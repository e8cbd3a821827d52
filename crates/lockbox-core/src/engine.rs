//! The engine boundary: the narrow call-now, complete-later interface the
//! control layer drives.
//!
//! Every asynchronous entry point takes a [`CompletionFn`] and a
//! [`CallbackId`] and returns a synchronous [`StatusCode`]:
//!
//! - a non-success status means the call was rejected up front; the
//!   completion will never fire and the caller must read
//!   [`Engine::current_error`] before making another engine call;
//! - a success status means the completion fires exactly once, later, on a
//!   thread of the engine's choosing, with `(id, status, payload)`.
//!
//! Synchronous accessors (result-list reads, key inspection) return
//! `Result<T, StatusCode>` and follow the same last-error rule on failure.

use std::sync::Arc;

use bytes::Bytes;

use crate::types::{CallbackId, Handle, Payload, StatusCode};

/// Completion callback handed to asynchronous engine entry points.
pub type CompletionFn = Arc<dyn Fn(CallbackId, StatusCode, Payload) + Send + Sync>;

/// Outcome of a synchronous engine accessor.
pub type SyncResult<T> = std::result::Result<T, StatusCode>;

/// Location and key material used to provision or open a store.
#[derive(Debug, Clone, Copy)]
pub struct StoreSpec<'a> {
    pub uri: &'a str,
    /// Wire form of a [`KeyMethod`](crate::KeyMethod); `None` means the engine default.
    pub key_method: Option<&'a str>,
    pub pass_key: Option<&'a str>,
    pub profile: Option<&'a str>,
}

/// Parameters of a scan, kept verbatim by the client for introspection.
#[derive(Debug, Clone, PartialEq, Eq)]
pub struct ScanParams {
    pub profile: Option<String>,
    pub category: String,
    pub tag_filter: Option<String>,
    pub offset: i64,
    /// `-1` means unbounded.
    pub limit: i64,
}

/// One invocation of the record update primitive.
#[derive(Debug, Clone, Copy)]
pub struct RecordUpdate<'a> {
    /// Wire form of an [`UpdateOperation`](crate::UpdateOperation).
    pub operation: u8,
    pub category: &'a str,
    pub name: &'a str,
    pub value: Option<&'a [u8]>,
    pub tags: Option<&'a str>,
    /// `-1` means no expiry.
    pub expiry_ms: i64,
}

/// Name, metadata and tags attached to a stored key.
#[derive(Debug, Clone, Copy)]
pub struct KeyRecord<'a> {
    pub name: &'a str,
    pub metadata: Option<&'a str>,
    pub tags: Option<&'a str>,
    /// `-1` means no expiry.
    pub expiry_ms: i64,
}

/// Filters for fetching stored keys.
#[derive(Debug, Clone, Copy, Default)]
pub struct KeyQuery<'a> {
    pub alg: Option<&'a str>,
    pub thumbprint: Option<&'a str>,
    pub tag_filter: Option<&'a str>,
    /// `-1` means unbounded.
    pub limit: i64,
    pub for_update: bool,
}

/// A single diagnostic record emitted by the engine.
#[derive(Debug, Clone, Copy)]
pub struct LogRecord<'a> {
    pub level: i32,
    pub target: &'a str,
    pub message: &'a str,
    pub module_path: Option<&'a str>,
    pub file: Option<&'a str>,
    pub line: Option<u32>,
}

/// Diagnostic sink the engine may invoke. Configured once per process.
pub trait LogSink: Send + Sync {
    /// Receive one record.
    fn log(&self, record: &LogRecord<'_>);

    /// Whether records at `level` should be produced at all.
    fn enabled(&self, _level: i32) -> bool {
        true
    }

    /// Flush any buffered output.
    fn flush(&self) {}
}

/// The storage/crypto engine driven by the control layer.
pub trait Engine: Send + Sync {
    // ─────────────────────────────────────────────────────────────────────────
    // Error surface & housekeeping
    // ─────────────────────────────────────────────────────────────────────────

    /// The last error recorded on the calling thread, as a JSON document
    /// `{"code": "<n>", "message": "<text>"}`.
    fn current_error(&self) -> String;

    /// Engine version string.
    fn version(&self) -> String;

    /// Release every engine-owned object.
    fn terminate(&self);

    // ─────────────────────────────────────────────────────────────────────────
    // Logging
    // ─────────────────────────────────────────────────────────────────────────

    fn set_custom_logger(&self, sink: Arc<dyn LogSink>, max_level: i32) -> StatusCode;
    fn clear_custom_logger(&self);
    fn set_default_logger(&self) -> StatusCode;
    fn set_max_log_level(&self, max_level: i32) -> StatusCode;

    // ─────────────────────────────────────────────────────────────────────────
    // Store operations
    // ─────────────────────────────────────────────────────────────────────────

    /// Produce a raw store key, derived from `seed` when given.
    fn store_generate_raw_key(&self, seed: Option<&[u8]>) -> SyncResult<String>;

    /// Completes with `Payload::Handle`.
    fn store_provision(
        &self,
        spec: StoreSpec<'_>,
        recreate: bool,
        cb: CompletionFn,
        cb_id: CallbackId,
    ) -> StatusCode;

    /// Completes with `Payload::Handle`.
    fn store_open(&self, spec: StoreSpec<'_>, cb: CompletionFn, cb_id: CallbackId) -> StatusCode;

    /// Completes with `Payload::Flag` (whether anything was removed).
    fn store_remove(&self, uri: &str, cb: CompletionFn, cb_id: CallbackId) -> StatusCode;

    /// Completes with `Payload::Text` (the profile name).
    fn store_create_profile(
        &self,
        store: Handle,
        profile: Option<&str>,
        cb: CompletionFn,
        cb_id: CallbackId,
    ) -> StatusCode;

    /// Completes with `Payload::Text`.
    fn store_get_profile_name(&self, store: Handle, cb: CompletionFn, cb_id: CallbackId)
        -> StatusCode;

    /// Completes with `Payload::Flag`.
    fn store_remove_profile(
        &self,
        store: Handle,
        profile: &str,
        cb: CompletionFn,
        cb_id: CallbackId,
    ) -> StatusCode;

    /// Completes with `Payload::None`.
    fn store_rekey(
        &self,
        store: Handle,
        key_method: Option<&str>,
        pass_key: Option<&str>,
        cb: CompletionFn,
        cb_id: CallbackId,
    ) -> StatusCode;

    /// Completes with `Payload::None`.
    fn store_close(&self, store: Handle, cb: CompletionFn, cb_id: CallbackId) -> StatusCode;

    // ─────────────────────────────────────────────────────────────────────────
    // Scan operations
    // ─────────────────────────────────────────────────────────────────────────

    /// Completes with `Payload::Handle` (the scan).
    fn scan_start(
        &self,
        store: Handle,
        params: &ScanParams,
        cb: CompletionFn,
        cb_id: CallbackId,
    ) -> StatusCode;

    /// Completes with `Payload::Handle` (an entry list, or null when exhausted).
    fn scan_next(&self, scan: Handle, cb: CompletionFn, cb_id: CallbackId) -> StatusCode;

    fn scan_free(&self, scan: Handle) -> StatusCode;

    // ─────────────────────────────────────────────────────────────────────────
    // Session operations
    // ─────────────────────────────────────────────────────────────────────────

    /// Completes with `Payload::Handle` (the session).
    fn session_start(
        &self,
        store: Handle,
        profile: Option<&str>,
        as_transaction: bool,
        cb: CompletionFn,
        cb_id: CallbackId,
    ) -> StatusCode;

    /// Completes with `Payload::Count`.
    fn session_count(
        &self,
        session: Handle,
        category: &str,
        tag_filter: Option<&str>,
        cb: CompletionFn,
        cb_id: CallbackId,
    ) -> StatusCode;

    /// Completes with `Payload::Handle` (an entry list, or null when not found).
    fn session_fetch(
        &self,
        session: Handle,
        category: &str,
        name: &str,
        for_update: bool,
        cb: CompletionFn,
        cb_id: CallbackId,
    ) -> StatusCode;

    /// Completes with `Payload::Handle` (an entry list, possibly empty).
    #[allow(clippy::too_many_arguments)]
    fn session_fetch_all(
        &self,
        session: Handle,
        category: &str,
        tag_filter: Option<&str>,
        limit: i64,
        for_update: bool,
        cb: CompletionFn,
        cb_id: CallbackId,
    ) -> StatusCode;

    /// Completes with `Payload::Count` (records removed).
    fn session_remove_all(
        &self,
        session: Handle,
        category: &str,
        tag_filter: Option<&str>,
        cb: CompletionFn,
        cb_id: CallbackId,
    ) -> StatusCode;

    /// Completes with `Payload::None`.
    fn session_update(
        &self,
        session: Handle,
        update: RecordUpdate<'_>,
        cb: CompletionFn,
        cb_id: CallbackId,
    ) -> StatusCode;

    /// Completes with `Payload::None`.
    fn session_insert_key(
        &self,
        session: Handle,
        key: Handle,
        record: KeyRecord<'_>,
        cb: CompletionFn,
        cb_id: CallbackId,
    ) -> StatusCode;

    /// Completes with `Payload::Handle` (a key-entry list, or null when not found).
    fn session_fetch_key(
        &self,
        session: Handle,
        name: &str,
        for_update: bool,
        cb: CompletionFn,
        cb_id: CallbackId,
    ) -> StatusCode;

    /// Completes with `Payload::Handle` (a key-entry list, possibly empty).
    fn session_fetch_all_keys(
        &self,
        session: Handle,
        query: KeyQuery<'_>,
        cb: CompletionFn,
        cb_id: CallbackId,
    ) -> StatusCode;

    /// Completes with `Payload::None`.
    fn session_update_key(
        &self,
        session: Handle,
        record: KeyRecord<'_>,
        cb: CompletionFn,
        cb_id: CallbackId,
    ) -> StatusCode;

    /// Completes with `Payload::None`.
    fn session_remove_key(
        &self,
        session: Handle,
        name: &str,
        cb: CompletionFn,
        cb_id: CallbackId,
    ) -> StatusCode;

    /// Completes with `Payload::None`. The session handle is released
    /// whatever the outcome.
    fn session_close(
        &self,
        session: Handle,
        commit: bool,
        cb: CompletionFn,
        cb_id: CallbackId,
    ) -> StatusCode;

    // ─────────────────────────────────────────────────────────────────────────
    // Entry lists
    // ─────────────────────────────────────────────────────────────────────────

    fn entry_list_count(&self, list: Handle) -> SyncResult<usize>;
    fn entry_list_get_category(&self, list: Handle, index: usize) -> SyncResult<String>;
    fn entry_list_get_name(&self, list: Handle, index: usize) -> SyncResult<String>;
    fn entry_list_get_value(&self, list: Handle, index: usize) -> SyncResult<Bytes>;
    fn entry_list_get_tags(&self, list: Handle, index: usize) -> SyncResult<String>;
    fn entry_list_free(&self, list: Handle) -> StatusCode;

    // ─────────────────────────────────────────────────────────────────────────
    // Key-entry lists
    // ─────────────────────────────────────────────────────────────────────────

    fn key_entry_list_count(&self, list: Handle) -> SyncResult<usize>;
    fn key_entry_list_get_algorithm(&self, list: Handle, index: usize) -> SyncResult<String>;
    fn key_entry_list_get_name(&self, list: Handle, index: usize) -> SyncResult<String>;
    fn key_entry_list_get_metadata(&self, list: Handle, index: usize)
        -> SyncResult<Option<String>>;
    fn key_entry_list_get_tags(&self, list: Handle, index: usize) -> SyncResult<String>;
    /// Materialize the key at `index` as a new local key handle.
    fn key_entry_list_load_local(&self, list: Handle, index: usize) -> SyncResult<Handle>;
    fn key_entry_list_free(&self, list: Handle) -> StatusCode;

    // ─────────────────────────────────────────────────────────────────────────
    // Local keys (opaque to the control layer)
    // ─────────────────────────────────────────────────────────────────────────

    fn key_generate(&self, alg: &str, ephemeral: bool) -> SyncResult<Handle>;
    fn key_get_algorithm(&self, key: Handle) -> SyncResult<String>;
    fn key_get_public_bytes(&self, key: Handle) -> SyncResult<Bytes>;
    fn key_free(&self, key: Handle) -> StatusCode;
}
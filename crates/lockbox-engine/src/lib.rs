//! # Lockbox Engine
//!
//! An embedded, SQLite-backed implementation of the [`Engine`] boundary.
//!
//! ## Overview
//!
//! [`EmbeddedEngine`] owns every engine object in handle tables and runs each
//! asynchronous call on a tokio blocking worker, completing through the
//! caller's [`CompletionFn`](lockbox_core::CompletionFn) from that worker.
//! Failures are recorded in a thread-scoped last error, readable with
//! [`Engine::current_error`] on the thread that observed the status.
//!
//! ## Storage
//!
//! - Records and keys live in one `items` table, scoped by profile.
//! - Category and name are indexed by keyed blake3 hashes; every column
//!   holding user data is sealed with ChaCha20-Poly1305 under the profile key.
//! - Profile keys are wrapped by the store key, which comes from the key
//!   method: `none`, `raw` (hex key) or `kdf:argon2i` (passphrase).
//!
//! ## Usage
//!
//! ```rust,no_run
//! use std::sync::Arc;
//! use lockbox_core::{Engine, StoreSpec};
//! use lockbox_engine::EmbeddedEngine;
//!
//! # async fn example() {
//! let engine = EmbeddedEngine::new();
//! let spec = StoreSpec {
//!     uri: "sqlite://:memory:",
//!     key_method: None,
//!     pass_key: None,
//!     profile: None,
//! };
//! let status = engine.store_provision(spec, false, Arc::new(|_id, _status, _payload| {}), 1);
//! assert!(status.is_success());
//! # }
//! ```

pub mod crypto;
pub mod embedded;
pub mod error;
pub mod filter;
pub mod handles;
pub mod keys;
pub mod logging;
pub mod migration;
pub mod results;
pub mod session;
pub mod sqlite;
pub mod uri;

pub use embedded::EmbeddedEngine;
pub use error::{EngineError, Result};
pub use logging::TracingSink;

use std::time::{SystemTime, UNIX_EPOCH};

/// Milliseconds since the Unix epoch; zero if the clock is before it.
pub(crate) fn now_millis() -> i64 {
    SystemTime::now()
        .duration_since(UNIX_EPOCH)
        .map(|d| i64::try_from(d.as_millis()).unwrap_or(i64::MAX))
        .unwrap_or(0)
}
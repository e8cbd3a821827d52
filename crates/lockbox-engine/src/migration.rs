//! Database schema migrations for store files.
//!
//! Each migration is a SQL batch that transforms the schema from version N to
//! N+1. Applied versions are recorded in `schema_migrations`.

use rusqlite::Connection;

use crate::error::{EngineError, Result};

/// Current schema version.
pub const CURRENT_VERSION: u32 = 1;

/// Initialize or migrate the database schema.
///
/// Idempotent: running it against an up-to-date store does nothing.
pub fn migrate(conn: &mut Connection) -> Result<()> {
    conn.execute(
        "CREATE TABLE IF NOT EXISTS schema_migrations (
            version INTEGER PRIMARY KEY,
            applied_at INTEGER NOT NULL
        )",
        [],
    )?;

    let current = schema_version(conn)?;

    if current > CURRENT_VERSION {
        return Err(EngineError::Unsupported(format!(
            "Store schema version {} is newer than supported version {}",
            current, CURRENT_VERSION
        )));
    }

    if current < CURRENT_VERSION {
        let tx = conn.transaction()?;

        for version in (current + 1)..=CURRENT_VERSION {
            apply_migration(&tx, version)?;

            tx.execute(
                "INSERT INTO schema_migrations (version, applied_at) VALUES (?1, ?2)",
                rusqlite::params![version, crate::now_millis()],
            )?;
        }

        tx.commit()?;
    }

    Ok(())
}

/// The highest applied migration, or 0 for a fresh database.
pub fn schema_version(conn: &Connection) -> Result<u32> {
    Ok(conn.query_row(
        "SELECT COALESCE(MAX(version), 0) FROM schema_migrations",
        [],
        |row| row.get(0),
    )?)
}

fn apply_migration(conn: &Connection, version: u32) -> Result<()> {
    match version {
        1 => apply_v1(conn),
        _ => Err(EngineError::Unexpected(format!(
            "unknown migration version: {}",
            version
        ))),
    }
}

/// Migration v1: initial schema.
fn apply_v1(conn: &Connection) -> Result<()> {
    conn.execute_batch(
        r#"
        -- Store-wide settings: key method, KDF salt, key check, default profile
        CREATE TABLE config (
            name TEXT PRIMARY KEY,
            value TEXT
        );

        -- Profiles, each with its own wrapped profile key
        CREATE TABLE profiles (
            id INTEGER PRIMARY KEY,
            name TEXT NOT NULL UNIQUE,
            profile_key BLOB NOT NULL
        );

        -- Records and stored keys
        CREATE TABLE items (
            id INTEGER PRIMARY KEY,
            profile_id INTEGER NOT NULL,
            kind INTEGER NOT NULL,             -- 1=record, 2=key
            category_hash BLOB NOT NULL,       -- keyed hash, for lookup
            name_hash BLOB NOT NULL,           -- keyed hash, for lookup
            category BLOB NOT NULL,            -- encrypted
            name BLOB NOT NULL,                -- encrypted
            value BLOB NOT NULL,               -- encrypted
            tags BLOB NOT NULL,                -- encrypted JSON
            expiry INTEGER,                    -- unix ms, NULL = never

            UNIQUE(profile_id, kind, category_hash, name_hash)
        );

        CREATE INDEX idx_items_category ON items(profile_id, kind, category_hash);
        CREATE INDEX idx_items_expiry ON items(expiry);
        "#,
    )?;

    Ok(())
}
//! Tile coordinate type.

use serde::{Deserialize, Serialize};
use std::ops::{Add, Sub};

/// Tile coordinates (integer cell indices)
#[derive(Clone, Copy, Debug, PartialEq, Eq, Hash, Default, Serialize, Deserialize)]
pub struct TileCoord {
    /// X coordinate (column index)
    pub x: i32,
    /// Y coordinate (row index)
    pub y: i32,
}

impl TileCoord {
    /// Create a new tile coordinate
    #[inline]
    pub fn new(x: i32, y: i32) -> Self {
        Self { x, y }
    }

    /// Manhattan distance to another coordinate
    #[inline]
    pub fn manhattan_distance(&self, other: &TileCoord) -> i32 {
        (self.x - other.x).abs() + (self.y - other.y).abs()
    }

    /// Chebyshev distance (max of x and y distance) - used for 8-connected maps
    #[inline]
    pub fn chebyshev_distance(&self, other: &TileCoord) -> i32 {
        (self.x - other.x).abs().max((self.y - other.y).abs())
    }

    /// The 4 cardinal neighbors, in N, E, S, W order.
    ///
    /// This order is load-bearing for search: it decides which of several
    /// equally short paths is discovered first.
    #[inline]
    pub fn neighbors_4(&self) -> [TileCoord; 4] {
        [
            TileCoord::new(self.x, self.y + 1), // North
            TileCoord::new(self.x + 1, self.y), // East
            TileCoord::new(self.x, self.y - 1), // South
            TileCoord::new(self.x - 1, self.y), // West
        ]
    }

    /// The 8 neighbors (including diagonals), clockwise from North.
    #[inline]
    pub fn neighbors_8(&self) -> [TileCoord; 8] {
        [
            TileCoord::new(self.x, self.y + 1),     // N
            TileCoord::new(self.x + 1, self.y + 1), // NE
            TileCoord::new(self.x + 1, self.y),     // E
            TileCoord::new(self.x + 1, self.y - 1), // SE
            TileCoord::new(self.x, self.y - 1),     // S
            TileCoord::new(self.x - 1, self.y - 1), // SW
            TileCoord::new(self.x - 1, self.y),     // W
            TileCoord::new(self.x - 1, self.y + 1), // NW
        ]
    }
}

impl Add for TileCoord {
    type Output = Self;

    #[inline]
    fn add(self, other: Self) -> Self {
        TileCoord::new(self.x + other.x, self.y + other.y)
    }
}

impl Sub for TileCoord {
    type Output = Self;

    #[inline]
    fn sub(self, other: Self) -> Self {
        TileCoord::new(self.x - other.x, self.y - other.y)
    }
}
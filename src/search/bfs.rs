//! Bounded breadth-first search.
//!
//! Both entry points share the same frontier discipline: a FIFO queue seeded
//! with the start node, and a visited set updated at enqueue time so that a
//! node enters the queue at most once per call. One iteration of the budget
//! is one dequeue-and-expand step. All working state is allocated fresh per
//! call and dropped at return, so independent calls are safe to run
//! concurrently against the same graph.

use log::{debug, trace};
use std::collections::{HashMap, HashSet, VecDeque};
use std::hash::Hash;

use super::traits::Graph;

/// Every node reachable from `start`, in discovery order.
///
/// Discovery order is breadth-first: nodes appear in non-decreasing graph
/// distance from `start`, and `start` itself is always the first entry,
/// budget or not. When the frontier drains before the budget is spent the
/// region is complete; otherwise the result is the partial region discovered
/// within `max_iterations` expansion steps. A partial region is an ordinary
/// result, not an error, and growing the budget only ever extends it.
pub fn reachable<G: Graph>(graph: &G, start: G::Node, max_iterations: usize) -> Vec<G::Node> {
    trace!("[Bfs] reachable: budget {}", max_iterations);

    let mut discovered = vec![start.clone()];
    let mut visited = HashSet::new();
    visited.insert(start.clone());

    let mut frontier = VecDeque::new();
    frontier.push_back(start);

    let mut expansions = 0;
    while let Some(focus) = frontier.pop_front() {
        if expansions >= max_iterations {
            debug!(
                "[Bfs] reachable: budget {} exhausted, {} nodes discovered",
                max_iterations,
                discovered.len()
            );
            break;
        }
        expansions += 1;

        for neighbor in graph.neighbors(&focus) {
            if visited.insert(neighbor.clone()) {
                discovered.push(neighbor.clone());
                frontier.push_back(neighbor);
            }
        }
    }

    discovered
}

/// Shortest unit-cost path from `start` to `goal`, both inclusive.
///
/// Breadth-first expansion guarantees the first edge to discover a node lies
/// on a shortest path to it, so each newly discovered node records its
/// discoverer and the path is rebuilt by walking those links back from the
/// goal once the goal is dequeued.
///
/// Returns the empty vector when the goal is not dequeued within
/// `max_iterations` expansion steps. A genuinely unreachable goal and an
/// exhausted budget are indistinguishable by design: the engine discards its
/// state on return and cannot tell one from the other. `start == goal`
/// yields the one-node path even with a zero budget, since the goal test
/// runs on every dequeued node before any expansion is spent.
pub fn shortest_path<G: Graph>(
    graph: &G,
    start: G::Node,
    goal: G::Node,
    max_iterations: usize,
) -> Vec<G::Node> {
    trace!("[Bfs] shortest_path: budget {}", max_iterations);

    let mut visited = HashSet::new();
    visited.insert(start.clone());

    let mut frontier = VecDeque::new();
    frontier.push_back(start);

    // node -> the node that first discovered it; no entry for the start
    let mut previous: HashMap<G::Node, G::Node> = HashMap::new();

    let mut expansions = 0;
    while let Some(focus) = frontier.pop_front() {
        if focus == goal {
            return rebuild_path(&previous, focus);
        }

        if expansions >= max_iterations {
            debug!(
                "[Bfs] shortest_path: budget {} exhausted before reaching goal",
                max_iterations
            );
            return Vec::new();
        }
        expansions += 1;

        for neighbor in graph.neighbors(&focus) {
            if visited.insert(neighbor.clone()) {
                previous.insert(neighbor.clone(), focus.clone());
                frontier.push_back(neighbor);
            }
        }
    }

    debug!(
        "[Bfs] shortest_path: frontier drained after {} expansions, goal unreachable",
        expansions
    );
    Vec::new()
}

/// Walk first-discoverer links from the goal back to the start, then flip.
fn rebuild_path<N: Clone + Eq + Hash>(previous: &HashMap<N, N>, goal: N) -> Vec<N> {
    let mut path = vec![goal.clone()];
    let mut focus = goal;
    while let Some(prev) = previous.get(&focus) {
        path.push(prev.clone());
        focus = prev.clone();
    }
    path.reverse();
    path
}
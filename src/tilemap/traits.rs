//! The tile lookup capability backing the graph adapter.

use crate::core::TileCoord;

/// Read-only lookup of the tile occupying a cell.
///
/// Implemented by [`TileMap`](super::TileMap); callers with their own map
/// representation implement it to plug into
/// [`TileMapGraph`](super::TileMapGraph) without copying tiles.
pub trait TileSource {
    /// Tile value stored per cell
    type Tile;

    /// The tile at `coord`, or `None` when the cell is outside the map.
    fn tile_at(&self, coord: TileCoord) -> Option<Self::Tile>;
}
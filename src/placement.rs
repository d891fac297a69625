//! Spawn placement policy.
//!
//! Decides where to put an agent on a graph so that it does not start boxed
//! into a dead pocket: pick a random candidate node, measure the region
//! reachable from it, and accept only when the region is large enough.
//!
//! This sits strictly above the search engine: it consumes
//! [`reachable`](crate::search::reachable) output like any other caller and
//! the engine knows nothing about it. The retry is a bounded loop, not
//! recursion: on a map with no valid position it gives up after
//! `max_attempts` instead of spinning forever.

use log::{debug, warn};
use rand::seq::IndexedRandom;
use rand::Rng;

use crate::search::{self, Graph};

/// Placement policy settings
#[derive(Clone, Debug)]
pub struct PlacementConfig {
    /// Minimum reachable-region size for a spawn point to be acceptable
    pub min_reachable: usize,
    /// How many candidates to try before giving up
    pub max_attempts: usize,
    /// Iteration budget for each reachability probe
    pub max_iterations: usize,
}

impl Default for PlacementConfig {
    fn default() -> Self {
        Self {
            min_reachable: 100,
            max_attempts: 8,
            max_iterations: search::DEFAULT_MAX_ITERATIONS,
        }
    }
}

/// Pick a spawn node from `candidates` whose reachable region has at least
/// `config.min_reachable` nodes.
///
/// Candidates are sampled uniformly with replacement; `None` when the
/// candidate list is empty or every sampled candidate was rejected within
/// `config.max_attempts`.
pub fn choose_spawn<G, R>(
    graph: &G,
    candidates: &[G::Node],
    config: &PlacementConfig,
    rng: &mut R,
) -> Option<G::Node>
where
    G: Graph,
    R: Rng + ?Sized,
{
    if candidates.is_empty() {
        warn!("[Placement] no candidate tiles to spawn on");
        return None;
    }

    for attempt in 1..=config.max_attempts {
        let candidate = candidates.choose(rng)?;
        let region = search::reachable(graph, candidate.clone(), config.max_iterations);

        if region.len() >= config.min_reachable {
            debug!(
                "[Placement] accepted candidate on attempt {} ({} tiles reachable)",
                attempt,
                region.len()
            );
            return Some(candidate.clone());
        }

        debug!(
            "[Placement] rejected candidate on attempt {}: {} reachable, {} required",
            attempt,
            region.len(),
            config.min_reachable
        );
    }

    warn!(
        "[Placement] no candidate with {} reachable tiles after {} attempts",
        config.min_reachable, config.max_attempts
    );
    None
}
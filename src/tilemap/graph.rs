//! Graph adapter over a tile source.

use crate::core::TileCoord;
use crate::search::Graph;

use super::traits::TileSource;

/// A tile source viewed as a graph of walkable cells.
///
/// Borrows the source together with an allowed-tile predicate; two cells are
/// connected when they are orthogonally adjacent and both hold tiles the
/// predicate accepts. Cells outside the source are excluded because their
/// lookup yields no tile at all.
///
/// Neighbors are produced in N, E, S, W order (then the diagonals, clockwise,
/// when enabled), which makes the adapter's tie-break among equally short
/// paths deterministic: the route discovered first under that order wins.
///
/// The adapter is a read-only view. The underlying source must not change
/// while a search over the adapter is in flight; nothing here detects that.
///
/// ```rust
/// use marga::{TileCoord, TileKind, TileMap, TileMapGraph};
/// use marga::search::Graph;
///
/// let map = TileMap::from_ascii(
///     ".w\n\
///      ..",
/// )
/// .unwrap();
/// let graph = TileMapGraph::new(&map, |tile: &TileKind| tile.is_land());
///
/// // water to the east, map edge to the north and west
/// assert_eq!(
///     graph.neighbors(&TileCoord::new(0, 0)),
///     vec![TileCoord::new(0, 1)],
/// );
/// ```
pub struct TileMapGraph<'a, S, F> {
    source: &'a S,
    is_allowed: F,
    diagonal: bool,
}

impl<'a, S, F> TileMapGraph<'a, S, F>
where
    S: TileSource,
    F: Fn(&S::Tile) -> bool,
{
    /// View `source` as a 4-connected graph of cells passing `is_allowed`
    pub fn new(source: &'a S, is_allowed: F) -> Self {
        Self {
            source,
            is_allowed,
            diagonal: false,
        }
    }

    /// Switch to 8-connectivity (diagonal movement)
    pub fn with_diagonals(mut self) -> Self {
        self.diagonal = true;
        self
    }

    /// Does the cell hold a tile the predicate accepts?
    pub fn is_open(&self, coord: TileCoord) -> bool {
        self.source
            .tile_at(coord)
            .is_some_and(|tile| (self.is_allowed)(&tile))
    }

    fn collect_open(&self, candidates: impl IntoIterator<Item = TileCoord>) -> Vec<TileCoord> {
        candidates
            .into_iter()
            .filter(|&c| self.is_open(c))
            .collect()
    }
}

impl<S, F> Graph for TileMapGraph<'_, S, F>
where
    S: TileSource,
    F: Fn(&S::Tile) -> bool,
{
    type Node = TileCoord;

    fn neighbors(&self, node: &TileCoord) -> Vec<TileCoord> {
        if self.diagonal {
            self.collect_open(node.neighbors_8())
        } else {
            self.collect_open(node.neighbors_4())
        }
    }
}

- **ASSIGNED TASK**: Beginning at the line with "pub mod sqlite;" and ending at the line with "is before it.", reproduce each line of the data above exactly, and add no other lines.

- **SOLVED PROBLEM**:
pub mod sqlite;
pub mod uri;

pub use embedded::EmbeddedEngine;
pub use error::{EngineError, Result};
pub use logging::TracingSink;

use std::time::{SystemTime, UNIX_EPOCH};

/// Milliseconds since the Unix epoch; zero if the clock is before it.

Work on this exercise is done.